• _INSTRUCTIONS FOR THE TASK_
Please say how many lines in the records below contain the word "message". Give the number and nothing more.

• _SUPPLIED RECORDS_
· · · · · · ·

//! Plan construction
//!
//! A requested task is expanded depth-first: its `pre` dependencies, then the
//! task itself, then its `post` dependencies. Instances are keyed by
//! [`Invocation`], so a task reached twice with identical inputs is placed
//! once while differing inputs produce separate instances.

use crate::config::{validate_config, Command, Config, Dependency};
use crate::error::{ConfigError, ConfigResult, InterpolationError};
use crate::runner::{
    interpolate, interpolate_list, interpolate_map, resolve_dir, resolve_globals, resolve_task,
    resolve_when_list, Bindings, Builtins, Condition, Context, Layers, Lookup,
};
use std::collections::{BTreeMap, HashSet};
use std::path::Path;
use tracing::debug;

/// One request to run a task with specific inputs
#[derive(Debug, Clone, Default, PartialEq, Eq, Hash)]
pub struct Invocation {
    pub task: String,
    pub args: Vec<String>,
    pub options: BTreeMap<String, String>,
}

impl Invocation {
    pub fn new(task: impl Into<String>) -> Self {
        Invocation {
            task: task.into(),
            ..Default::default()
        }
    }

    pub fn with_args(mut self, args: Vec<String>) -> Self {
        self.args = args;
        self
    }

    pub fn with_option(mut self, name: impl Into<String>, value: impl Into<String>) -> Self {
        self.options.insert(name.into(), value.into());
        self
    }
}

/// A scheduled task with everything resolved
#[derive(Debug, Clone)]
pub struct TaskInstance {
    pub invocation: Invocation,

    /// Global options, args and options, in resolution order
    pub bindings: Bindings,

    pub conditions: Vec<Condition>,

    /// Commands with all placeholders substituted
    pub commands: Vec<Command>,

    /// Suppress command announcements
    pub quiet: bool,
}

impl TaskInstance {
    pub fn name(&self) -> &str {
        &self.invocation.task
    }
}

/// Task instances in execution order
#[derive(Debug, Clone, Default)]
pub struct Plan {
    pub instances: Vec<TaskInstance>,
}

impl Plan {
    pub fn len(&self) -> usize {
        self.instances.len()
    }

    pub fn is_empty(&self) -> bool {
        self.instances.is_empty()
    }

    pub fn iter(&self) -> std::slice::Iter<'_, TaskInstance> {
        self.instances.iter()
    }

    /// Task names in execution order
    pub fn names(&self) -> Vec<&str> {
        self.instances.iter().map(TaskInstance::name).collect()
    }
}

/// Build the execution plan for `target`
///
/// Every configuration problem is reported here, before anything runs.
pub fn build_plan(
    config: &Config,
    target: &Invocation,
    global_overrides: &BTreeMap<String, String>,
    ctx: &Context,
) -> ConfigResult<Plan> {
    validate_config(config)?;

    if !config.tasks.contains_key(&target.task) {
        return Err(ConfigError::TaskNotFound(target.task.clone()));
    }

    let builtins = Builtins::new(ctx.config_dir().display().to_string());
    let globals = resolve_globals(&config.options, global_overrides, &builtins, ctx)?;

    let mut planner = Planner {
        config,
        ctx,
        builtins,
        globals,
        placed: HashSet::new(),
        stack: Vec::new(),
        plan: Plan::default(),
    };
    planner.visit(target)?;

    debug!(target = %target.task, plan = ?planner.plan.names(), "built plan");
    Ok(planner.plan)
}

struct Planner<'a> {
    config: &'a Config,
    ctx: &'a Context,
    builtins: Builtins,
    globals: Bindings,
    placed: HashSet<Invocation>,
    stack: Vec<String>,
    plan: Plan,
}

impl Planner<'_> {
    fn visit(&mut self, invocation: &Invocation) -> ConfigResult<()> {
        if self.placed.contains(invocation) {
            return Ok(());
        }

        if let Some(start) = self.stack.iter().position(|name| name == &invocation.task) {
            let mut cycle = self.stack[start..].to_vec();
            cycle.push(invocation.task.clone());
            return Err(ConfigError::CircularDependency(cycle.join(" -> ")));
        }

        let config = self.config;
        let name = invocation.task.as_str();
        let task = config
            .tasks
            .get(name)
            .ok_or_else(|| ConfigError::TaskNotFound(name.to_string()))?;

        let builtins = self.builtins.for_task(name);
        let bindings = resolve_task(
            name,
            task,
            &invocation.args,
            &invocation.options,
            &self.globals,
            &builtins,
            self.ctx,
        )?;
        let vars = Layers(vec![&builtins as &dyn Lookup, &bindings]);
        let in_task = |source: InterpolationError| ConfigError::Interpolation {
            task: name.to_string(),
            source,
        };

        let pre = task
            .pre
            .iter()
            .map(|dep| dependency_invocation(dep, &vars))
            .collect::<Result<Vec<_>, _>>()
            .map_err(in_task)?;
        let post = task
            .post
            .iter()
            .map(|dep| dependency_invocation(dep, &vars))
            .collect::<Result<Vec<_>, _>>()
            .map_err(in_task)?;
        let base_dir = task.base_dir(&self.ctx.config_dir());
        let conditions = resolve_when_list(&task.when, &vars)
            .map_err(in_task)?
            .into_iter()
            .map(|cond| cond.anchored(&base_dir))
            .collect();
        let commands = task
            .run
            .iter()
            .map(|cmd| resolve_command(cmd, &vars, &base_dir))
            .collect::<Result<Vec<_>, _>>()
            .map_err(in_task)?;

        self.stack.push(name.to_string());

        for dep in &pre {
            self.visit(dep)?;
        }

        debug!(task = name, args = ?invocation.args, options = ?invocation.options, "placing task");
        self.placed.insert(invocation.clone());
        self.plan.instances.push(TaskInstance {
            invocation: invocation.clone(),
            bindings,
            conditions,
            commands,
            quiet: task.quiet,
        });

        for dep in &post {
            self.visit(dep)?;
        }

        self.stack.pop();
        Ok(())
    }

}

/// Interpolate a command, anchoring its `dir` at the task's directory
fn resolve_command(
    cmd: &Command,
    vars: &dyn Lookup,
    base_dir: &Path,
) -> Result<Command, InterpolationError> {
    let dir = interpolate(&cmd.dir, vars)?;
    let dir = if dir.is_empty() {
        dir
    } else {
        resolve_dir(&dir, base_dir).display().to_string()
    };

    let exec = interpolate(&cmd.exec, vars)?;
    let mut print = interpolate(&cmd.print, vars)?;
    if print.is_empty() {
        print = exec.clone();
    }

    Ok(Command { exec, print, dir })
}

/// Interpolate a dependency's overrides against the depending task's values
fn dependency_invocation(
    dep: &Dependency,
    vars: &dyn Lookup,
) -> Result<Invocation, InterpolationError> {
    Ok(Invocation {
        task: dep.name.clone(),
        args: interpolate_list(&dep.args, vars)?,
        options: interpolate_map(&dep.options, vars)?,
    })
}

#[cfg(test)]
mod tests {
    use super::*;
    use crate::config::parse_config;
    use crate::runner::env::SHELL_ENV_VAR;
    use std::collections::HashMap;
    use std::path::PathBuf;

    fn plan(yaml: &str, target: Invocation) -> ConfigResult<Plan> {
        let config = parse_config(yaml, None)?;
        let mut env = HashMap::new();
        env.insert(SHELL_ENV_VAR.to_string(), "sh".to_string());
        let ctx = Context::new()
            .with_env(env)
            .with_config_path(PathBuf::from("/project/drover.yml"));
        build_plan(&config, &target, &BTreeMap::new(), &ctx)
    }

    #[test]
    fn test_pre_dependencies_come_first() {
        let yaml = r#"
tasks:
  clean:
    run: rm -rf dist
  build:
    pre: [clean]
    run: go build ./...
"#;
        let plan = plan(yaml, Invocation::new("build")).unwrap();
        assert_eq!(plan.names(), vec!["clean", "build"]);
        assert_eq!(plan.instances[1].commands, vec![Command::new("go build ./...")]);
    }

    #[test]
    fn test_post_dependencies_come_after() {
        let yaml = r#"
tasks:
  a: {run: echo a}
  b: {run: echo b}
  c: {run: echo c}
  main:
    pre: a
    post: [b, c]
    run: echo main
"#;
        let plan = plan(yaml, Invocation::new("main")).unwrap();
        assert_eq!(plan.names(), vec!["a", "main", "b", "c"]);
    }

    #[test]
    fn test_shared_dependency_is_placed_once() {
        let yaml = r#"
tasks:
  setup: {run: echo setup}
  lint: {pre: setup, run: echo lint}
  test: {pre: setup, run: echo test}
  ci: {pre: [lint, test]}
"#;
        let plan = plan(yaml, Invocation::new("ci")).unwrap();
        assert_eq!(plan.names(), vec!["setup", "lint", "test", "ci"]);
    }

    #[test]
    fn test_differing_overrides_create_separate_instances() {
        let yaml = r#"
tasks:
  greet:
    options:
      who: {default: world}
    run: echo hello ${who}
  all:
    pre:
      - greet
      - {name: greet, options: {who: moon}}
      - {name: greet, options: {who: moon}}
"#;
        let plan = plan(yaml, Invocation::new("all")).unwrap();
        assert_eq!(plan.names(), vec!["greet", "greet", "all"]);
        assert_eq!(plan.instances[0].commands[0].exec, "echo hello world");
        assert_eq!(plan.instances[1].commands[0].exec, "echo hello moon");
    }

    #[test]
    fn test_dependency_overrides_use_parent_values() {
        let yaml = r#"
tasks:
  deploy:
    args:
      target: {}
    run: echo deploying ${target}
  release:
    options:
      env: {default: staging}
    pre:
      - {name: deploy, args: ["${env}-cluster"]}
"#;
        let plan = plan(yaml, Invocation::new("release")).unwrap();
        assert_eq!(plan.instances[0].invocation.args, vec!["staging-cluster"]);
        assert_eq!(plan.instances[0].commands[0].exec, "echo deploying staging-cluster");
    }

    #[test]
    fn test_commands_are_interpolated() {
        let yaml = r#"
tasks:
  build:
    options:
      out: {default: dist}
    run:
      - do: mkdir -p ${out} && echo $$HOME
        print: making ${out}
        dir: ${out}
      - echo ${drover.task} in ${drover.dir}
"#;
        let plan = plan(yaml, Invocation::new("build")).unwrap();
        let commands = &plan.instances[0].commands;
        assert_eq!(commands[0].exec, "mkdir -p dist && echo $HOME");
        assert_eq!(commands[0].print, "making dist");
        assert_eq!(commands[0].dir, "/project/dist");
        assert_eq!(commands[1].exec, "echo build in /project");
        assert_eq!(commands[1].print, commands[1].exec);
    }

    #[test]
    fn test_empty_print_falls_back_to_command() {
        let yaml = r#"
tasks:
  t:
    options:
      msg: {}
    run: {do: echo hi, print: "${msg}"}
"#;
        let plan = plan(yaml, Invocation::new("t")).unwrap();
        assert_eq!(plan.instances[0].commands[0].print, "echo hi");
    }

    #[test]
    fn test_exists_conditions_are_anchored() {
        let yaml = r#"
tasks:
  t:
    when:
      not-exists: dist/.lock
    run: echo t
"#;
        let plan = plan(yaml, Invocation::new("t")).unwrap();
        assert_eq!(
            plan.instances[0].conditions,
            vec![Condition::NotExists("/project/dist/.lock".to_string())]
        );
    }

    #[test]
    fn test_unknown_target() {
        let err = plan("tasks: {a: {run: x}}", Invocation::new("missing")).unwrap_err();
        assert_eq!(err.to_string(), "Unknown task 'missing'");
    }

    #[test]
    fn test_cycle_is_rejected() {
        let yaml = r#"
tasks:
  a: {pre: b, run: echo a}
  b: {pre: a, run: echo b}
"#;
        let err = plan(yaml, Invocation::new("a")).unwrap_err();
        assert!(matches!(err, ConfigError::CircularDependency(_)));
        let message = err.to_string();
        assert!(message.contains("a -> b -> a"), "{}", message);
    }

    #[test]
    fn test_self_referencing_default_is_rejected() {
        let yaml = "tasks:\n  t:\n    options:\n      a: {default: \"${a}\"}\n    run: echo ${a}\n";
        let err = plan(yaml, Invocation::new("t").with_option("a", "given")).unwrap_err();
        assert!(matches!(err, ConfigError::OptionReference { .. }));
    }

    #[test]
    fn test_undefined_placeholder_names_task() {
        let yaml = "tasks:\n  t:\n    run: echo ${nope}\n";
        let err = plan(yaml, Invocation::new("t")).unwrap_err();
        let message = err.to_string();
        assert!(message.contains("'t'"), "{}", message);
        assert!(message.contains("${nope}"), "{}", message);
    }

    #[test]
    fn test_conditions_are_carried() {
        let yaml = r#"
tasks:
  t:
    options:
      mode: {default: fast}
    when:
      equal: {left: "${mode}", right: slow}
    run: echo slow
"#;
        let plan = plan(yaml, Invocation::new("t")).unwrap();
        assert_eq!(
            plan.instances[0].conditions,
            vec![Condition::Equal {
                left: "fast".to_string(),
                right: "slow".to_string(),
            }]
        );
    }
}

· · · · · · ·

• _WRITTEN ANSWER_
5